You expect https://www.saint-ouen.fr to be matched to Q208889 because it contains a link to https://twitter.com/villesaintouen which is connected to Q208889? is that it?

fuddl avatar Jun 18 '22 13:06 fuddl

not even that (although it could be another interesting issue) I just expected it to propose Twitter, Instagram and YouTube as suggested properties Is that because it didn't detect a candidate match ? Is some regex done on the social urls within HTML ?

Back to your point, it could indeed be an idea, more pressant would be the fact that image is already on the item, so it could be leverage if the query is not too expensive

teolemon avatar Jun 19 '22 08:06 teolemon

I just expected it to propose Twitter, Instagram and YouTube as suggested properties

I actually planned this, but resolving any link on a website turned out to be slow

Back to your point, it could indeed be an idea, more pressant would be the fact that image is already on the item, so it could be leverage if the query is not too expensive

That is indeed, very annoying. Thanks for writing it down. I'll see what I can do

fuddl avatar Jun 19 '22 12:06 fuddl

You can do this now

  1. click Add a new statement
  2. wait for the links to resolve
  3. select the social media link that is missing
  4. click Send to wikidata

Result: The statement will be added with a very accuarate source statement. 🎉

fuddl avatar Oct 06 '22 17:10 fuddl

And how is it supposed to work atm?

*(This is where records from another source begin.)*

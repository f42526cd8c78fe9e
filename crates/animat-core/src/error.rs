use thiserror::Error;

use crate::types::{BodyId, ControlMode, JointIndex, LinkIndex};

/// Top-level error type for animat crates.
#[derive(Debug, Error)]
pub enum AnimatError {
    #[error("Configuration error: {0}")]
    Config(#[from] ConfigError),

    #[error("Backend error: {0}")]
    Backend(#[from] BackendError),

    #[error("Registry error: {0}")]
    Registry(#[from] RegistryError),

    #[error("Control error: {0}")]
    Control(#[from] ControlError),
}

/// Configuration errors.
#[derive(Debug, Error)]
pub enum ConfigError {
    #[error("IO error: {0}")]
    Io(#[from] std::io::Error),

    #[error("TOML parse error: {0}")]
    Toml(#[from] toml::de::Error),

    #[error("Invalid timestep: {0} (must be > 0)")]
    InvalidTimestep(f64),

    #[error("Invalid value for {field}: {message}")]
    InvalidValue { field: String, message: String },
}

/// Errors reported by a physics backend.
///
/// The core never retries these; they are handed back to the caller as-is.
#[derive(Debug, Clone, PartialEq, Error)]
pub enum BackendError {
    #[error("Unknown body: {0}")]
    UnknownBody(BodyId),

    #[error("Joint index {index} out of range for {body} ({count} joints)")]
    JointOutOfRange {
        body: BodyId,
        index: JointIndex,
        count: usize,
    },

    #[error("Link index {index} out of range for {body}")]
    LinkOutOfRange { body: BodyId, index: LinkIndex },

    #[error("Length mismatch for {field}: expected {expected}, got {got}")]
    LengthMismatch {
        field: &'static str,
        expected: usize,
        got: usize,
    },

    #[error("Unknown parent link: {0}")]
    UnknownParent(String),

    #[error("Unsupported: {0}")]
    Unsupported(String),

    #[error("Command failed: {0}")]
    CommandFailed(String),
}

/// Name lookups that missed the registry.
#[derive(Debug, Clone, PartialEq, Eq, Error)]
pub enum RegistryError {
    #[error("Unknown link: {0}")]
    UnknownLink(String),

    #[error("Unknown joint: {0}")]
    UnknownJoint(String),
}

/// Controller construction and dispatch errors.
#[derive(Debug, Error)]
pub enum ControlError {
    #[error("No control mode given for joint {0}")]
    MissingMode(String),

    #[error("No max torque given for joint {0}")]
    MissingMaxTorque(String),

    #[error("Invalid max torque for joint {joint}: {value} (must be finite and >= 0)")]
    InvalidMaxTorque { joint: String, value: f32 },

    #[error("Controller returned no {mode} target for joint {joint}")]
    MissingTarget { mode: ControlMode, joint: String },

    #[error(transparent)]
    Registry(#[from] RegistryError),

    #[error(transparent)]
    Backend(#[from] BackendError),
}

// ---------------------------------------------------------------------------
// Tests
// ---------------------------------------------------------------------------
// animat-core: Types, topology convention, config and errors for animat simulation.

pub mod config;
pub mod convention;
pub mod error;
pub mod types;

// ---------------------------------------------------------------------------
// Prelude
// ---------------------------------------------------------------------------

pub mod prelude {
    pub use crate::{
        config::{AnimatConfig, BodyPlanConfig, ControlConfig, FrictionConfig, GaitConfig, SimConfig},
        convention::BodyPlan,
        error::{AnimatError, BackendError, ConfigError, ControlError, RegistryError},
        types::{BASE_LINK, BodyId, ControlMode, JointIndex, JointKind, LinkIndex, Side},
    };
}
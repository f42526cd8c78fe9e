//! Salamander simulation on top of the animat crates.
//!
//! [`SalamanderBuilder`] generates a body with canonical names,
//! [`Simulation`] steps control and physics together, and
//! [`AnimatSimPlugin`] drives a [`Simulation`] resource from Bevy's `Update`
//! schedule.
//!
//! # Example
//!
//! ```no_run
//! use animat_core::config::AnimatConfig;
//! use animat_control::dispatch::ControlledAnimat;
//! use animat_physics::rapier::RapierBackend;
//! use animat_sim::{AnimatSimPlugin, SalamanderBuilder, Simulation, salamander_controller};
//! use bevy::prelude::*;
//!
//! let config = AnimatConfig::default();
//! let mut sim = Simulation::new(RapierBackend::from_config(&config.simulation), &config.simulation);
//! let animat = SalamanderBuilder::from_config(&config).spawn(sim.backend_mut()).unwrap();
//! let controller = salamander_controller(&config).unwrap();
//! sim.add_model(ControlledAnimat::new(animat, Box::new(controller)).unwrap());
//!
//! App::new()
//!     .add_plugins(AnimatSimPlugin::<RapierBackend>::default())
//!     .insert_resource(sim)
//!     .run();
//! ```

pub mod builder;
pub mod simulation;

use std::marker::PhantomData;

use animat_physics::backend::PhysicsBackend;
use bevy::prelude::*;
use tracing::error;

// ---------------------------------------------------------------------------
// Re-exports
// ---------------------------------------------------------------------------

pub use builder::{SalamanderBuilder, salamander_controller};
pub use simulation::Simulation;

// ---------------------------------------------------------------------------
// AnimatSimPlugin
// ---------------------------------------------------------------------------

/// Steps the [`Simulation<B>`] resource once per app update.
///
/// The resource is inserted by the caller. Without it the step system does
/// nothing. A failed step is logged and halts the simulation.
pub struct AnimatSimPlugin<B> {
    _backend: PhantomData<fn() -> B>,
}

impl<B> Default for AnimatSimPlugin<B> {
    fn default() -> Self {
        Self {
            _backend: PhantomData,
        }
    }
}

impl<B: PhysicsBackend> Plugin for AnimatSimPlugin<B> {
    fn build(&self, app: &mut App) {
        app.add_systems(Update, simulation_step_system::<B>);
    }
}

/// Advance the simulation by one step unless it is finished or halted.
pub fn simulation_step_system<B: PhysicsBackend>(simulation: Option<ResMut<Simulation<B>>>) {
    let Some(mut simulation) = simulation else {
        return;
    };
    if simulation.is_finished() || simulation.is_halted() {
        return;
    }
    if let Err(err) = simulation.step() {
        error!(%err, iteration = simulation.iteration(), "Simulation step failed");
        simulation.halt();
    }
}

// ---------------------------------------------------------------------------
// Tests
// ---------------------------------------------------------------------------
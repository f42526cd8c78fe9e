//! Open-loop oscillator gait.
//!
//! Every joint is driven by an antagonistic oscillator pair laid out with
//! the body-plan convention. The right oscillator lags the left by half a
//! period, so the pair's difference is a single sinusoid in the left phase:
//!
//! ```text
//! angle = offset + A sin(wt + phase) + S sin(wt)
//! ```
//!
//! `S` is the standing-wave amplitude, non-zero on body joints of legged
//! plans only. Body phases lag along the axis by `body_phase_lag`. Leg pairs
//! alternate so diagonal legs move together.

use std::collections::HashMap;
use std::f32::consts::{FRAC_PI_2, PI, TAU};

use animat_core::config::GaitConfig;
use animat_core::convention::{BodyPlan, body_joint_name, leg_joint_name};
use animat_core::types::{ControlMode, Side};

use crate::controller::MotorController;
use crate::partition::ControlPartition;

#[derive(Debug, Clone, Copy, PartialEq)]
struct JointPattern {
    amplitude: f32,
    offset: f32,
    phase: f32,
    stand: f32,
}

impl JointPattern {
    fn angle(&self, wt: f32) -> f32 {
        self.offset + self.amplitude * (wt + self.phase).sin() + self.stand * wt.sin()
    }

    fn rate(&self, wt: f32, omega: f32) -> f32 {
        omega * (self.amplitude * (wt + self.phase).cos() + self.stand * wt.cos())
    }
}

/// Oscillator-driven gait over a [`BodyPlan`].
#[derive(Debug, Clone)]
pub struct GaitController {
    partition: ControlPartition,
    omega: f32,
    stiffness: f32,
    phases: Vec<f32>,
    patterns: HashMap<String, JointPattern>,
}

impl GaitController {
    /// Joints absent from `plan` get zero targets.
    pub fn new(plan: &BodyPlan, gait: &GaitConfig, partition: ControlPartition) -> Self {
        let phases = oscillator_phases(plan, gait.body_phase_lag);
        let mut patterns = HashMap::with_capacity(plan.n_joints());
        let stand = if plan.n_legs > 0 {
            gait.body_stand_amplitude
        } else {
            0.0
        };

        for joint in 0..plan.n_body_joints {
            let phase = phases[plan.body_joint_index(joint, Side::Left)];
            patterns.insert(
                body_joint_name(joint),
                JointPattern {
                    amplitude: gait.body_amplitude,
                    offset: 0.0,
                    phase,
                    stand,
                },
            );
        }
        for dof in plan.leg_dofs() {
            let phase = phases[plan.leg_oscillator_index(dof.leg, dof.side, dof.joint, Side::Left)];
            patterns.insert(
                leg_joint_name(dof.leg, dof.side, dof.joint),
                JointPattern {
                    amplitude: gait.legs_amplitude.get(dof.joint).copied().unwrap_or(0.0),
                    offset: gait.legs_offset.get(dof.joint).copied().unwrap_or(0.0),
                    phase,
                    stand: 0.0,
                },
            );
        }

        Self {
            partition,
            omega: TAU * gait.frequency,
            stiffness: gait.stiffness,
            phases,
            patterns,
        }
    }

    /// Phase offset of every oscillator, by flat oscillator index.
    #[must_use]
    pub fn oscillator_phases(&self) -> &[f32] {
        &self.phases
    }

    /// Pattern angle of `joint` at `time`, if the joint belongs to the plan.
    #[must_use]
    pub fn angle(&self, joint: &str, time: f64) -> Option<f32> {
        let wt = self.wt(time);
        self.patterns.get(joint).map(|p| p.angle(wt))
    }

    /// Time derivative of [`angle`](Self::angle).
    #[must_use]
    pub fn rate(&self, joint: &str, time: f64) -> Option<f32> {
        let wt = self.wt(time);
        self.patterns.get(joint).map(|p| p.rate(wt, self.omega))
    }

    #[allow(clippy::cast_possible_truncation)]
    fn wt(&self, time: f64) -> f32 {
        (f64::from(self.omega) * time) as f32
    }

    fn targets(&self, mode: ControlMode, value: impl Fn(&JointPattern) -> f32) -> HashMap<String, f32> {
        self.partition
            .joints(mode)
            .iter()
            .map(|joint| {
                let v = self.patterns.get(joint).map_or(0.0, &value);
                (joint.clone(), v)
            })
            .collect()
    }
}

impl MotorController for GaitController {
    fn partition(&self) -> &ControlPartition {
        &self.partition
    }

    fn positions(&mut self, _iteration: u64, time: f64, _timestep: f64) -> HashMap<String, f32> {
        let wt = self.wt(time);
        self.targets(ControlMode::Position, |p| p.angle(wt))
    }

    fn velocities(&mut self, _iteration: u64, time: f64, _timestep: f64) -> HashMap<String, f32> {
        let (wt, omega) = (self.wt(time), self.omega);
        self.targets(ControlMode::Velocity, |p| p.rate(wt, omega))
    }

    fn torques(&mut self, _iteration: u64, time: f64, _timestep: f64) -> HashMap<String, f32> {
        let (wt, stiffness) = (self.wt(time), self.stiffness);
        self.targets(ControlMode::Torque, |p| stiffness * p.angle(wt))
    }
}

/// Phase offsets of all `plan.n_oscillators()` oscillators.
#[allow(clippy::cast_precision_loss)]
fn oscillator_phases(plan: &BodyPlan, body_phase_lag: f32) -> Vec<f32> {
    let mut phases = vec![0.0; plan.n_oscillators()];
    let n_body = plan.n_body_joints.max(1) as f32;
    for joint in 0..plan.n_body_joints {
        let left = -body_phase_lag * joint as f32 / n_body;
        for side in Side::BOTH {
            phases[plan.body_joint_index(joint, side)] = left + PI * side.index() as f32;
        }
    }
    for dof in plan.leg_dofs() {
        let leg_phase = PI * ((dof.leg + dof.side.index()) % 2) as f32;
        let joint_phase = if dof.joint == 0 { 0.0 } else { FRAC_PI_2 };
        for side in Side::BOTH {
            let index = plan.leg_oscillator_index(dof.leg, dof.side, dof.joint, side);
            phases[index] = leg_phase + joint_phase + PI * side.index() as f32;
        }
    }
    phases
}

// ---------------------------------------------------------------------------
// Tests
// ---------------------------------------------------------------------------

#[cfg(test)]
mod tests {
    use super::*;

    fn controller(plan: &BodyPlan, mode: ControlMode) -> GaitController {
        let partition = ControlPartition::from_uniform(plan.joint_names(), mode, 10.0).unwrap();
        GaitController::new(plan, &GaitConfig::default(), partition)
    }

    #[test]
    fn antagonistic_pairs_are_half_a_period_apart() {
        let plan = BodyPlan::default();
        let gait = controller(&plan, ControlMode::Position);
        let phases = gait.oscillator_phases();
        assert_eq!(phases.len(), plan.n_oscillators());
        for joint in 0..plan.n_body_joints {
            let l = phases[plan.body_joint_index(joint, Side::Left)];
            let r = phases[plan.body_joint_index(joint, Side::Right)];
            assert!((r - l - PI).abs() < 1e-6);
        }
        for dof in plan.leg_dofs() {
            let l = phases[plan.leg_oscillator_index(dof.leg, dof.side, dof.joint, Side::Left)];
            let r = phases[plan.leg_oscillator_index(dof.leg, dof.side, dof.joint, Side::Right)];
            assert!((r - l - PI).abs() < 1e-6);
        }
    }

    #[test]
    fn positions_cover_position_group_only() {
        let plan = BodyPlan::default();
        let mut gait = controller(&plan, ControlMode::Position);
        let positions = gait.positions(0, 0.25, 1e-3);
        assert_eq!(positions.len(), plan.n_joints());
        assert!(gait.torques(0, 0.25, 1e-3).is_empty());
        assert!(gait.velocities(0, 0.25, 1e-3).is_empty());
    }

    #[test]
    fn first_body_joint_follows_sine() {
        let plan = BodyPlan::new(4, 0, 0);
        let mut gait = controller(&plan, ControlMode::Position);
        // No legs, no standing wave: joint 0 is 0.3 sin(2 pi t).
        let positions = gait.positions(250, 0.25, 1e-3);
        assert!((positions[&body_joint_name(0)] - 0.3).abs() < 1e-5);
    }

    #[test]
    fn velocity_is_derivative_of_angle() {
        let plan = BodyPlan::default();
        let gait = controller(&plan, ControlMode::Velocity);
        let joint = leg_joint_name(1, Side::Right, 1);
        let (t, h) = (0.37, 1e-4);
        let numeric = (gait.angle(&joint, t + h).unwrap() - gait.angle(&joint, t - h).unwrap())
            / (2.0 * h as f32);
        assert!((numeric - gait.rate(&joint, t).unwrap()).abs() < 1e-2);
    }

    #[test]
    fn torques_scale_pattern_by_stiffness() {
        let plan = BodyPlan::default();
        let partition =
            ControlPartition::from_uniform(plan.joint_names(), ControlMode::Torque, 10.0).unwrap();
        let gait_config = GaitConfig {
            stiffness: 2.0,
            ..GaitConfig::default()
        };
        let mut gait = GaitController::new(&plan, &gait_config, partition);
        let torques = gait.torques(10, 0.1, 1e-3);
        let joint = body_joint_name(3);
        assert!((torques[&joint] - 2.0 * gait.angle(&joint, 0.1).unwrap()).abs() < 1e-6);
    }

    #[test]
    fn unknown_joints_get_zero() {
        let plan = BodyPlan::new(2, 0, 0);
        let partition =
            ControlPartition::from_uniform(["joint_tail"], ControlMode::Position, 1.0).unwrap();
        let mut gait = GaitController::new(&plan, &GaitConfig::default(), partition);
        assert_eq!(gait.positions(0, 0.3, 1e-3)["joint_tail"], 0.0);
    }
}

Because one of the problems I often ran into was: i go to the 'contact' page, and that specific page isn't linked on the wikidata item. But I don't want to link the contact page specifically to it, I just want to use it to extract statements.

thibaultmol avatar Oct 07 '22 06:10 thibaultmol

And how is it supposed to work atm? Because one of the problems I often ran into was: i go to the 'contact' page, and that specific page isn't linked on the wikidata item. But I don't want to link the contact page specifically to it, I just want to use it to extract statements.

I'm afraid I cannot offer a perfect solution since I cannot confidentally reduce that every page under the same domain represents the same item but here is a workaround for that specific problem:

Lets say this is the frontpage:
Screenshot 2022-10-07 at 09 00 20 And this is your contact page:
Screenshot 2022-10-07 at 09 00 51 You can append #wd:[wikidata id] to the URL in this case the url https://www.saint-ouen.fr/404.html#wd:Q208889: Screenshot 2022-10-07 at 09 01 36

This suffix causes the extension to always resolve to the specified item: now you can go ahead as described above.

fuddl avatar Oct 07 '22 07:10 fuddl

I see. (would it be possible to have this be a button in the sidebar instead?) just a checkbox you can check like "Look at main domain"

thibaultmol avatar Oct 07 '22 07:10 thibaultmol

(also: Facebook ID's don't seem to get extracted atm. )

thibaultmol avatar Oct 07 '22 08:10 thibaultmol

(also: Facebook ID's don't seem to get extracted atm. )

Please show me an example

fuddl avatar Oct 07 '22 08:10 fuddl